I am sure the roland rd2000 will come as an option. This thing is IMHO average. And for the cost, the extras are very low quality. The faders are terribly cheap, it's big, and the keys are not on pare with the sl88.


----------



## seadragon (Dec 9, 2022)

Damn… I literally just bought an NI S88 Mk2.


----------



## davidson (Dec 9, 2022)

seadragon said:


> Damn… I literally just bought an NI S88 Mk2.


I've had mine for years, used daily, and it's as good as new. Don't worry


----------



## ZeroZero (Dec 9, 2022)

I am just stuck on a Roland 700NX which has a fantastic feel, well better than any other keyboard I have played. Nords are toys, don’t be seduced, PHA 4 is not as good as PHA 3. As for tp 100 beds, they are stiff and stodgy. Alas my 700NX is a Stage Piano and is limited MIDI wise. It also has the dreadful MIDI pitch and CC1 mod controller all in one.
What I now realise after 30 years and more keys and controllers that I recognise, is that for composing, MIDI assignable FADERS are essential NOT knobs. Why? If your controlling CC1, CC7, and maybe another CC for vibrato, simultaneousl, whilst playing a tune in the right hand, you CANNOT do this with knobs. You can’t even do it with two hands using knobs.
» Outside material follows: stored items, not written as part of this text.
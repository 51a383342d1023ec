use std::collections::VecDeque;
use std::sync::atomic::{AtomicBool, Ordering};

use chrono::{DateTime, Local};
use parking_lot::Mutex;
use serde::Serialize;
use tracing::{debug, error, info, warn};

pub const DEFAULT_FEED_CAPACITY: usize = 2000;

#[derive(Debug, Clone, Copy, PartialEq, Eq, PartialOrd, Ord, Serialize)]
pub enum DiagnosticLevel {
    Debug,
    Info,
    Warning,
    Error,
}

#[derive(Debug, Clone, PartialEq, Eq, Serialize)]
pub struct DiagnosticEntry {
    pub seq: u64,
    pub logged_at: DateTime<Local>,
    pub level: DiagnosticLevel,
    pub message: String,
}

#[derive(Debug)]
struct FeedInner {
    entries: VecDeque<DiagnosticEntry>,
    next_seq: u64,
}

/// Bounded feed of notable ingestion events for the presentation layer.
///
/// Every entry is also forwarded to `tracing`. Debug entries are dropped
/// unless debug output was switched on, so a large backfill does not build
/// one message per line.
#[derive(Debug)]
pub struct DiagnosticFeed {
    inner: Mutex<FeedInner>,
    capacity: usize,
    debug_enabled: AtomicBool,
}

impl Default for DiagnosticFeed {
    fn default() -> Self {
        Self::with_capacity(DEFAULT_FEED_CAPACITY)
    }
}

impl DiagnosticFeed {
    pub fn with_capacity(capacity: usize) -> Self {
        Self {
            inner: Mutex::new(FeedInner {
                entries: VecDeque::with_capacity(capacity.min(DEFAULT_FEED_CAPACITY)),
                next_seq: 0,
            }),
            capacity: capacity.max(1),
            debug_enabled: AtomicBool::new(false),
        }
    }

    pub fn set_debug_enabled(&self, enabled: bool) {
        self.debug_enabled.store(enabled, Ordering::Relaxed);
    }

    pub fn debug_enabled(&self) -> bool {
        self.debug_enabled.load(Ordering::Relaxed)
    }

    /// Only builds the message when debug output is on.
    pub fn debug_with(&self, message: impl FnOnce() -> String) {
        if self.debug_enabled() {
            let message = message();
            debug!("{}", message);
            self.push(DiagnosticLevel::Debug, message);
        }
    }

    pub fn info(&self, message: impl Into<String>) {
        let message = message.into();
        info!("{}", message);
        self.push(DiagnosticLevel::Info, message);
    }

    pub fn warning(&self, message: impl Into<String>) {
        let message = message.into();
        warn!("{}", message);
        self.push(DiagnosticLevel::Warning, message);
    }

    pub fn error(&self, message: impl Into<String>) {
        let message = message.into();
        error!("{}", message);
        self.push(DiagnosticLevel::Error, message);
    }

    fn push(&self, level: DiagnosticLevel, message: String) {
        let mut inner = self.inner.lock();
        let seq = inner.next_seq;
        inner.next_seq += 1;
        if inner.entries.len() == self.capacity {
            inner.entries.pop_front();
        }
        inner.entries.push_back(DiagnosticEntry {
            seq,
            logged_at: Local::now(),
            level,
            message,
        });
    }

    /// Entries with a sequence number at or after `seq`, oldest first.
    pub fn since(&self, seq: u64) -> Vec<DiagnosticEntry> {
        let inner = self.inner.lock();
        inner
            .entries
            .iter()
            .filter(|entry| entry.seq >= seq)
            .cloned()
            .collect()
    }

    pub fn snapshot(&self) -> Vec<DiagnosticEntry> {
        self.since(0)
    }

    pub fn len(&self) -> usize {
        self.inner.lock().entries.len()
    }

    pub fn is_empty(&self) -> bool {
        self.len() == 0
    }

    pub fn clear(&self) {
        self.inner.lock().entries.clear();
    }
}
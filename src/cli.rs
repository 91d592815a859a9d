use clap::Parser;
use std::path::PathBuf;

use crate::pages::ARCHIVE_URL;

#[derive(Parser, Debug)]
#[command(name = "handa-archiver")]
#[command(author, version, about = "Download and tag the Hamish & Andy podcast archive")]
pub struct Cli {
    /// Page number to begin downloading from
    #[arg(long, default_value_t = 1)]
    pub page: u32,

    /// Maximum number of episodes to download
    #[arg(long)]
    pub limit: Option<usize>,

    /// Number of episodes to skip
    #[arg(long, default_value_t = 0)]
    pub offset: usize,

    /// Maximum number of pages to download
    #[arg(long)]
    pub page_limit: Option<u32>,

    /// Username for my.libsyn.com (only required for premium episodes)
    #[arg(long, env = "HANDA_USERNAME")]
    pub username: Option<String>,

    /// Password for my.libsyn.com (only required for premium episodes)
    #[arg(long, env = "HANDA_PASSWORD", hide_env_values = true)]
    pub password: Option<String>,

    /// Parse and reconcile everything, but download nothing
    #[arg(long)]
    pub dry_run: bool,

    /// Print episodes as JSON lines
    #[arg(long)]
    pub json: bool,

    /// JSON file replacing the built-in date override tables
    #[arg(long)]
    pub overrides: Option<PathBuf>,

    /// Directory episodes are saved into
    #[arg(long, default_value = ".")]
    pub output_dir: PathBuf,

    /// Listing page URL; the page number is appended
    #[arg(long, default_value = ARCHIVE_URL)]
    pub archive_url: String,

    /// Enable verbose logging
    #[arg(short, long)]
    pub verbose: bool,
}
You CAN grab a bunch of faders in one hand.
A second complete pain in the ass is having the mod wheel to the left of the bass notes on an 88 keyboard. That is TOO FAR AWAY to ever be comfortable. 
HThe way I solved this is to use a fader for CC1 obviating the need for the Mod wheel and using a Small 8 fader and nothing else box. No more fancy controllers for me. My Arturia 88 is now redundant and all I need is the eight faders which sit right next to my qwerty near to me left hand. Life is so easy. 
I made a seperate post showing the faders I bought, for £89 on eBay.
Z


----------



## seadragon (Dec 10, 2022)

As it turns out, I’m not having any luck with a new S88.
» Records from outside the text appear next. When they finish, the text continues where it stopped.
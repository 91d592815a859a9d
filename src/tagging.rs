use std::path::Path;

use chrono::Datelike;
use lofty::config::WriteOptions;
use lofty::file::{AudioFile, TaggedFileExt};
use lofty::prelude::Accessor;
use lofty::read_from_path;
use lofty::tag::{ItemKey, Tag};

use crate::error::AppError;
use crate::models::Episode;
use crate::reconcile::SHOW_NAME;

/// Album an episode is filed under.
pub fn album_name(episode: &Episode) -> String {
    format!("Podcasts {}", episode.release_date.year())
}

/// Write the episode's title, artist, album and track tags into `path`.
pub fn write_tags(path: &Path, episode: &Episode) -> Result<(), AppError> {
    let mut tagged_file = read_from_path(path)?;
    let tag_type = tagged_file.primary_tag_type();
    if tagged_file.tag(tag_type).is_none() {
        tagged_file.insert_tag(Tag::new(tag_type));
    }
    let Some(tag) = tagged_file.tag_mut(tag_type) else {
        return Err(AppError::Config(format!(
            "no writable {:?} tag for {}",
            tag_type,
            path.display()
        )));
    };

    let album = album_name(episode);
    tag.set_title(episode.title.clone());
    tag.set_artist(SHOW_NAME.to_string());
    tag.set_album(album.clone());
    tag.insert_text(ItemKey::AlbumArtistSortOrder, SHOW_NAME.to_string());
    tag.insert_text(ItemKey::AlbumTitleSortOrder, album);
    tag.insert_text(ItemKey::Year, episode.release_date.year().to_string());
    tag.insert_text(ItemKey::TrackNumber, episode.track_number.to_string());

    tagged_file.save_to_path(path, WriteOptions::default())?;
    tracing::debug!("Tagged {}", path.display());
    Ok(())
}

#[cfg(test)]
mod tests {
    use super::*;
    use chrono::NaiveDate;

    /// MPEG-1 Layer III, 128 kbit/s, 44.1 kHz, no padding.
    const FRAME_HEADER: [u8; 4] = [0xFF, 0xFB, 0x90, 0x64];
    const FRAME_LEN: usize = 417;

    fn episode() -> Episode {
        Episode {
            id: 1,
            title: "Fri, 21 Mar - Animal Week".to_string(),
            filename: "Hamish & Andy - 2014-03-21 - Animal Week.mp3".to_string(),
            release_date: NaiveDate::from_ymd_opt(2014, 3, 21).unwrap(),
            track_number: 80,
            file_url: "http://x.test/a.mp3".to_string(),
        }
    }

    fn silent_mp3(frames: usize) -> Vec<u8> {
        let mut frame = vec![0u8; FRAME_LEN];
        frame[..4].copy_from_slice(&FRAME_HEADER);
        frame.repeat(frames)
    }

    #[test]
    fn album_is_per_release_year() {
        assert_eq!(album_name(&episode()), "Podcasts 2014");
    }

    #[test]
    fn tags_are_written_to_the_file() {
        let file = tempfile::Builder::new().suffix(".mp3").tempfile().unwrap();
        std::fs::write(file.path(), silent_mp3(20)).unwrap();

        write_tags(file.path(), &episode()).unwrap();

        let tagged = read_from_path(file.path()).unwrap();
        let tag = tagged.primary_tag().expect("tag written");
        assert_eq!(tag.title().as_deref(), Some("Fri, 21 Mar - Animal Week"));
        assert_eq!(tag.artist().as_deref(), Some(SHOW_NAME));
        assert_eq!(tag.album().as_deref(), Some("Podcasts 2014"));
        assert_eq!(tag.track(), Some(80));
    }
}
use std::collections::HashSet;
use std::process::ExitCode;

use clap::Parser;

mod cli;
mod dates;
mod download;
mod error;
mod extract;
mod fetch;
mod models;
mod pages;
mod reconcile;
mod sanitize;
mod tagging;
mod titles;

use cli::Cli;
use error::{AppError, DownloadError};
use fetch::HttpFetcher;
use models::Episode;
use pages::{PageScrapeState, PageScraper};
use reconcile::{ReconcileRules, Reconciler};

#[tokio::main]
async fn main() -> ExitCode {
    let cli = Cli::parse();

    let fallback = if cli.verbose { "debug" } else { "info" };
    tracing_subscriber::fmt()
        .with_env_filter(
            tracing_subscriber::EnvFilter::try_from_default_env()
                .unwrap_or_else(|_| fallback.into()),
        )
        .init();

    match run(cli).await {
        Ok(()) => ExitCode::SUCCESS,
        Err(e) => {
            tracing::error!("{}", e);
            ExitCode::FAILURE
        }
    }
}

async fn run(cli: Cli) -> Result<(), AppError> {
    if !cli.output_dir.is_dir() {
        return Err(AppError::Config(format!(
            "{} is not a directory",
            cli.output_dir.display()
        )));
    }

    let rules = match &cli.overrides {
        Some(path) => ReconcileRules::from_json_file(path)?,
        None => ReconcileRules::default(),
    };
    let reconciler = Reconciler::new(rules);

    let fetcher = HttpFetcher::new()?;
    let client = fetcher.client().clone();

    if !cli.dry_run {
        if let (Some(username), Some(password)) = (&cli.username, &cli.password) {
            tracing::info!("Logging into my.libsyn.com");
            download::login(&client, username, password).await?;
        }
    }

    let state = PageScrapeState::new(cli.page, cli.offset, cli.limit);
    let mut scraper = PageScraper::new(fetcher, cli.archive_url.clone(), state, cli.dry_run);

    let mut pages_left = cli.page_limit.unwrap_or(u32::MAX);
    let mut seen = HashSet::new();

    while pages_left > 0 && scraper.fetch_next_page().await? {
        tracing::debug!("{} audio episodes accepted", scraper.episodes().len());
        let episodes = reconciler.reconcile_batch(scraper.take_episodes());

        for episode in episodes {
            let path = cli.output_dir.join(&episode.filename);
            if !seen.insert(episode.filename.clone()) || (!cli.dry_run && path.exists()) {
                return Err(AppError::DuplicateFilename(episode.filename));
            }

            if cli.dry_run {
                print_episode(&episode, cli.json)?;
                continue;
            }

            tracing::info!("Downloading {}...", episode.filename);
            match download::download_file(&client, &episode.file_url, &path).await {
                Ok(bytes) => tracing::debug!("Saved {} bytes", bytes),
                Err(DownloadError::NotFound(url)) => {
                    tracing::warn!("Skipping {}: {} returned 404", episode.filename, url);
                    continue;
                }
                Err(e) => return Err(e.into()),
            }

            tagging::write_tags(&path, &episode)?;
            if cli.json {
                print_episode(&episode, true)?;
            }
        }

        pages_left -= 1;
    }

    Ok(())
}

fn print_episode(episode: &Episode, json: bool) -> Result<(), AppError> {
    if json {
        println!("{}", serde_json::to_string(episode)?);
    } else {
        println!("\"{}\", \"{}\"", episode.title, episode.filename);
    }
    Ok(())
}
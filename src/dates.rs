use std::ops::Range;

use chrono::{Datelike, NaiveDate};
use once_cell::sync::Lazy;
use regex::Regex;

// ── Vocabulary ───────────────────────────────────────────────────────────────

/// Weekday names are matched so they stay outside the captured date, then ignored.
const WEEKDAYS: &str =
    "Monday|Mon|Tuesday|Tues|Tue|Wednesday|Wedensday|Wed|Thursday|Thurs|Thu|Friday|Fri";

const MONTHS: &str = "January|Jan|February|Feb|March|Mar|April|Apr|May|June|Jun|July|Jul\
                      |August|Aug|September|Sept|Sep|October|Oct|November|Nov|December|Dec";

/// Literal misspellings seen in episode titles, fixed before matching.
const TYPO_CORRECTIONS: &[(&str, &str)] = &[("Febuary", "February")];

/// Leap year injected when the text carries no year, so that 29 Feb parses.
const PLACEHOLDER_YEAR: i32 = 2000;

// ── Formats ──────────────────────────────────────────────────────────────────

struct DateFormat {
    pattern: &'static str,
    needs_placeholder_year: bool,
}

impl DateFormat {
    /// Whitespace-separated tokens the fragment must have before the
    /// placeholder year is appended. chrono scans numbers greedily, so
    /// without this guard `Mar 2012` would read as day 20 of year 12.
    fn token_count(&self) -> usize {
        if self.needs_placeholder_year {
            2
        } else {
            3
        }
    }
}

const DATE_FORMATS: &[DateFormat] = &[
    DateFormat { pattern: "%B %d %Y", needs_placeholder_year: false },
    DateFormat { pattern: "%b %d %Y", needs_placeholder_year: false },
    DateFormat { pattern: "%d %B %Y", needs_placeholder_year: false },
    DateFormat { pattern: "%d %b %Y", needs_placeholder_year: false },
    DateFormat { pattern: "%B %d %Y", needs_placeholder_year: true },
    DateFormat { pattern: "%b %d %Y", needs_placeholder_year: true },
    DateFormat { pattern: "%d %B %Y", needs_placeholder_year: true },
    DateFormat { pattern: "%d %b %Y", needs_placeholder_year: true },
];

// ── Lazy static regexes ──────────────────────────────────────────────────────

static DATE_RE: Lazy<Regex> = Lazy::new(|| {
    Regex::new(&format!(
        r"(?:{WEEKDAYS})? ?((?:\b\d{{1,2}}(?:st|nd|rd|th)?)? ?(?:{MONTHS})\b ?(?:\d{{1,2}}(?:st|nd|rd|th)?\b)? ?(?:\d{{4}}\b)?)"
    ))
    .unwrap()
});

static ORDINAL_RE: Lazy<Regex> = Lazy::new(|| Regex::new(r"(\d{1,2})(?:st|nd|rd|th)").unwrap());

static LEADING_DIGIT_RE: Lazy<Regex> = Lazy::new(|| Regex::new(r"^(\d) ").unwrap());

static INNER_DIGIT_RE: Lazy<Regex> = Lazy::new(|| Regex::new(r" (\d)( |$)").unwrap());

static SEPT_RE: Lazy<Regex> = Lazy::new(|| Regex::new(r"\bSept\b").unwrap());

// ── Public API ───────────────────────────────────────────────────────────────

/// A date recovered from free text.
#[derive(Debug, Clone, Copy, PartialEq, Eq)]
pub struct ResolvedDate {
    pub date: NaiveDate,
    /// False when the year is the injected placeholder.
    pub has_year: bool,
}

impl ResolvedDate {
    pub fn day(&self) -> u32 {
        self.date.day()
    }

    pub fn month(&self) -> u32 {
        self.date.month()
    }

    pub fn same_day_and_month(&self, other: NaiveDate) -> bool {
        self.day() == other.day() && self.month() == other.month()
    }
}

/// Find the first date in `text` that parses.
pub fn resolve(text: &str) -> Option<ResolvedDate> {
    find(text).map(|(_, date)| date)
}

/// Like [`resolve`], also returning the byte span of the whole match
/// (weekday included) within the typo-corrected text.
pub fn find(text: &str) -> Option<(Range<usize>, ResolvedDate)> {
    let corrected = correct_typos(text);
    DATE_RE.captures_iter(&corrected).find_map(|caps| {
        let whole = caps.get(0)?;
        let fragment = caps.get(1)?.as_str();
        parse_fragment(fragment).map(|date| (whole.range(), date))
    })
}

/// Apply the literal typo table. `find` spans refer to this text.
pub fn correct_typos(text: &str) -> String {
    TYPO_CORRECTIONS
        .iter()
        .fold(text.to_string(), |acc, (typo, fix)| acc.replace(typo, fix))
}

/// Canonical spelling of a captured date fragment, ready for the format list.
pub fn normalize_fragment(fragment: &str) -> String {
    let s = ORDINAL_RE.replace_all(fragment, "$1");
    let s = LEADING_DIGIT_RE.replace(&s, "0$1 ");
    let s = INNER_DIGIT_RE.replace_all(&s, " 0$1$2");
    let s = SEPT_RE.replace_all(&s, "Sep");
    s.trim().to_string()
}

fn parse_fragment(fragment: &str) -> Option<ResolvedDate> {
    let normalized = normalize_fragment(fragment);
    if normalized.is_empty() {
        return None;
    }
    let with_placeholder = format!("{} {}", normalized, PLACEHOLDER_YEAR);

    let tokens = normalized.split_whitespace().count();

    DATE_FORMATS.iter().find_map(|format| {
        if tokens != format.token_count() {
            return None;
        }
        let input = if format.needs_placeholder_year {
            with_placeholder.as_str()
        } else {
            normalized.as_str()
        };
        NaiveDate::parse_from_str(input, format.pattern)
            .ok()
            .map(|date| ResolvedDate {
                date,
                has_year: !format.needs_placeholder_year,
            })
    })
}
I ordered one last week and noticed that the highest octave and the lowest 6 keys produce a plastic tapping sound when pressed and released. The rest of the keys sound normal and almost silent.

So I ordered a second one and took delivery yesterday. The second S88 doesn’t have the plastic tapping sound but I discovered a different problem. There is one key (A3#) that is sending a velocity value of 127 at the slightest touch. It’s quite startling when playing a quiet piece and you happen to hit that note. I used a midi monitor app to verify the issue.

So, now I have two S88s repackaged in their boxes to be returned to the retailer today. And I’m back at the drawing board trying to figure out my next move. I’m sort of eying the SL88 grand as I understand it uses a higher end Fatar keybed.


----------



## TintoL (Dec 10, 2022)

seadragon said:


> As it turns out, I’m not having any luck with a new S88.
> 
> I ordered one last week and noticed that the highest octave and the lowest 6 keys produce a plastic tapping sound when pressed and released. The rest of the keys sound normal and almost silent.
> 
> ...


Honestly, this fatar bed, the tp100 has all this sort of issues and are very common. Browse in the internet and you see your same issues all over.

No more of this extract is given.